--- Data supplied Enclosed Below ---

//! Chat HTTP adapter
//!
//! Exposes the relay over HTTP with server-sent event responses.

mod dto;
mod handlers;
mod routes;

pub use dto::{HealthResponse, TurnMessage, TurnRequest};
pub use handlers::{health, relay_turn, ChatAppState};
pub use routes::routes;
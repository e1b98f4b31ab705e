mod cli;
mod commands;

use clap::Parser;

use cli::{Cli, Command};

fn main() {
    let cli = Cli::parse();

    match cli.command {
        Command::Table {
            file,
            order,
            renumber,
        } => {
            commands::table::run(commands::table::TableArgs {
                file,
                order,
                renumber,
            });
        }
        Command::Encode { file } => {
            commands::encode::run(commands::encode::EncodeArgs { file });
        }
    }
}
use std::path::PathBuf;

use clap::{Parser, Subcommand, ValueEnum};

#[derive(Clone, Copy, Debug, Default, ValueEnum)]
pub enum OrderChoice {
    #[default]
    Text,
    Id,
}

#[derive(Parser)]
#[command(name = "strtab", bin_name = "strtab")]
#[command(about = "De-duplicating string table over line input")]
pub struct Cli {
    #[command(subcommand)]
    pub command: Command,
}

#[derive(Subcommand)]
pub enum Command {
    /// Intern each input line and print the table
    #[command(after_help = r#"EXAMPLES:
  strtab table words.txt
  strtab table words.txt --order id
  cat words.txt | strtab table --renumber"#)]
    Table {
        /// Input file (defaults to stdin)
        file: Option<PathBuf>,

        /// Index to print in ascending key order
        #[arg(long, value_enum, default_value_t = OrderChoice::Text)]
        order: OrderChoice,

        /// Renumber ids densely in text order before printing
        #[arg(long)]
        renumber: bool,
    },

    /// Replace each input line with its assigned id
    #[command(after_help = r#"EXAMPLES:
  strtab encode words.txt
  cat words.txt | strtab encode"#)]
    Encode {
        /// Input file (defaults to stdin)
        file: Option<PathBuf>,
    },
}
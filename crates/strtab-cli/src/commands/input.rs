//! Line input loading shared by the commands.

use std::io::Read;
use std::path::Path;

/// Read all input lines from a file, or stdin when no path is given.
pub fn load_lines(path: Option<&Path>) -> Result<Vec<String>, String> {
    let text = match path {
        Some(path) => std::fs::read_to_string(path)
            .map_err(|e| format!("cannot read {}: {}", path.display(), e))?,
        None => {
            let mut buf = String::new();
            std::io::stdin()
                .read_to_string(&mut buf)
                .map_err(|e| format!("cannot read stdin: {}", e))?;
            buf
        }
    };

    Ok(text.lines().map(str::to_owned).collect())
}
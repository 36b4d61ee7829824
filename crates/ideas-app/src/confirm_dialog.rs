//! Confirm dialog state.
//!
//! Data model for confirmation dialogs. The rendering widget lives in
//! ideas-tui's `widgets/confirm_dialog.rs`.

use crate::message::Message;

#[derive(Debug, Clone)]
pub struct ConfirmDialogState {
    pub title: String,
    pub message: String,
    /// Button labels and the message each one sends; the first is the default
    pub options: Vec<(String, Message)>,
}

impl ConfirmDialogState {
    /// Create a generic confirmation dialog
    pub fn new(
        title: impl Into<String>,
        message: impl Into<String>,
        options: Vec<(&str, Message)>,
    ) -> Self {
        Self {
            title: title.into(),
            message: message.into(),
            options: options
                .into_iter()
                .map(|(label, msg)| (label.to_string(), msg))
                .collect(),
        }
    }

    /// Confirmation shown before wiping all favorites
    pub fn clear_favorites(favorite_count: usize) -> Self {
        let message = match favorite_count {
            0 => "You have no favorites saved.".to_string(),
            1 => "This removes your 1 saved favorite.".to_string(),
            n => format!("This removes all {} saved favorites.", n),
        };
        Self::new(
            "Clear all favorites?",
            message,
            vec![
                ("Clear", Message::ConfirmClearFavorites),
                ("Cancel", Message::CancelConfirm),
            ],
        )
    }
}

--- End of Enclosed Data supplied ---

Write out every entry above exactly as given.

◆ **Answer to this task**
//! Chat HTTP adapter
//!
//! Exposes the relay over HTTP with server-sent event responses.

mod dto;
mod handlers;
mod routes;

pub use dto::{HealthResponse, TurnMessage, TurnRequest};
pub use handlers::{health, relay_turn, ChatAppState};
pub use routes::routes;
repository e1b98f4b31ab705e
mod cli;
mod commands;

use clap::Parser;

use cli::{Cli, Command};

fn main() {
    let cli = Cli::parse();

    match cli.command {
        Command::Table {
            file,
            order,
            renumber,
        } => {
            commands::table::run(commands::table::TableArgs {
                file,
                order,
                renumber,
            });
        }
        Command::Encode { file } => {
            commands::encode::run(commands::encode::EncodeArgs { file });
        }
    }
}
use std::path::PathBuf;

use clap::{Parser, Subcommand, ValueEnum};

#[derive(Clone, Copy, Debug, Default, ValueEnum)]
pub enum OrderChoice {
    #[default]
    Text,
    Id,
}

#[derive(Parser)]
#[command(name = "strtab", bin_name = "strtab")]
#[command(about = "De-duplicating string table over line input")]
pub struct Cli {
    #[command(subcommand)]
    pub command: Command,
}

#[derive(Subcommand)]
pub enum Command {
    /// Intern each input line and print the table
    #[command(after_help = r#"EXAMPLES:
  strtab table words.txt
  strtab table words.txt --order id
  cat words.txt | strtab table --renumber"#)]
    Table {
        /// Input file (defaults to stdin)
        file: Option<PathBuf>,

        /// Index to print in ascending key order
        #[arg(long, value_enum, default_value_t = OrderChoice::Text)]
        order: OrderChoice,

        /// Renumber ids densely in text order before printing
        #[arg(long)]
        renumber: bool,
    },

    /// Replace each input line with its assigned id
    #[command(after_help = r#"EXAMPLES:
  strtab encode words.txt
  cat words.txt | strtab encode"#)]
    Encode {
        /// Input file (defaults to stdin)
        file: Option<PathBuf>,
    },
}
filename crates/strtab-cli/src/commands/input.rs
//! Line input loading shared by the commands.

use std::io::Read;
use std::path::Path;

/// Read all input lines from a file, or stdin when no path is given.
pub fn load_lines(path: Option<&Path>) -> Result<Vec<String>, String> {
    let text = match path {
        Some(path) => std::fs::read_to_string(path)
            .map_err(|e| format!("cannot read {}: {}", path.display(), e))?,
        None => {
            let mut buf = String::new();
            std::io::stdin()
                .read_to_string(&mut buf)
                .map_err(|e| format!("cannot read stdin: {}", e))?;
            buf
        }
    };

    Ok(text.lines().map(str::to_owned).collect())
}
repository 36b4d61ee7829824
filename crates/ideas-app/src/confirm_dialog.rs
//! Confirm dialog state.
//!
//! Data model for confirmation dialogs. The rendering widget lives in
//! ideas-tui's `widgets/confirm_dialog.rs`.

use crate::message::Message;

#[derive(Debug, Clone)]
pub struct ConfirmDialogState {
    pub title: String,
    pub message: String,
    /// Button labels and the message each one sends; the first is the default
    pub options: Vec<(String, Message)>,
}

impl ConfirmDialogState {
    /// Create a generic confirmation dialog
    pub fn new(
        title: impl Into<String>,
        message: impl Into<String>,
        options: Vec<(&str, Message)>,
    ) -> Self {
        Self {
            title: title.into(),
            message: message.into(),
            options: options
                .into_iter()
                .map(|(label, msg)| (label.to_string(), msg))
                .collect(),
        }
    }

    /// Confirmation shown before wiping all favorites
    pub fn clear_favorites(favorite_count: usize) -> Self {
        let message = match favorite_count {
            0 => "You have no favorites saved.".to_string(),
            1 => "This removes your 1 saved favorite.".to_string(),
            n => format!("This removes all {} saved favorites.", n),
        };
        Self::new(
            "Clear all favorites?",
            message,
            vec![
                ("Clear", Message::ConfirmClearFavorites),
                ("Cancel", Message::CancelConfirm),
            ],
        )
    }
}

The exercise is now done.